**Your instructions:**
Please filter the entries for the word "writeln" and copy every line that has it.

Saved entries
___
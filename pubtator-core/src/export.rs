//! Exportação no formato colunar `token<TAB>tag` (estilo CoNLL).
//!
//! Cada documento começa com uma linha `# <pmid>`; cada sentença termina com
//! uma linha em branco. Tokens sintéticos (`[UNK]`) são escritos como estão.

use std::io::Write;

use crate::corpus::Corpus;
use crate::document::Document;
use crate::error::{Error, Result};

/// Escreve um documento.
pub fn write_tsv_document<W: Write>(doc: &Document, writer: &mut W) -> Result<()> {
    writeln!(writer, "# {}", doc.pmid())?;
    let sentences = doc.sentences()?;
    for (sentence, tags) in sentences.iter().zip(doc.sentence_targets()?) {
        if sentence.len() != tags.len() {
            return Err(Error::Alignment(format!(
                "document {}: sentence ({}, {}) has {} tokens but {} tags",
                doc.pmid(),
                sentence.start(),
                sentence.end(),
                sentence.len(),
                tags.len()
            )));
        }
        for (token, tag) in sentence.tokens.iter().zip(tags) {
            writeln!(writer, "{}\t{}", token.text, tag)?;
        }
        writeln!(writer)?;
    }
    Ok(())
}

/// Escreve todos os documentos do corpus, em ordem.
pub fn write_tsv<W: Write>(corpus: &Corpus, writer: &mut W) -> Result<()> {
    for doc in corpus {
        write_tsv_document(doc, writer)?;
    }
    Ok(())
}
___
**Response area:**
    writeln!(writer, "# {}", doc.pmid())?;
            writeln!(writer, "{}\t{}", token.text, tag)?;
        writeln!(writer)?;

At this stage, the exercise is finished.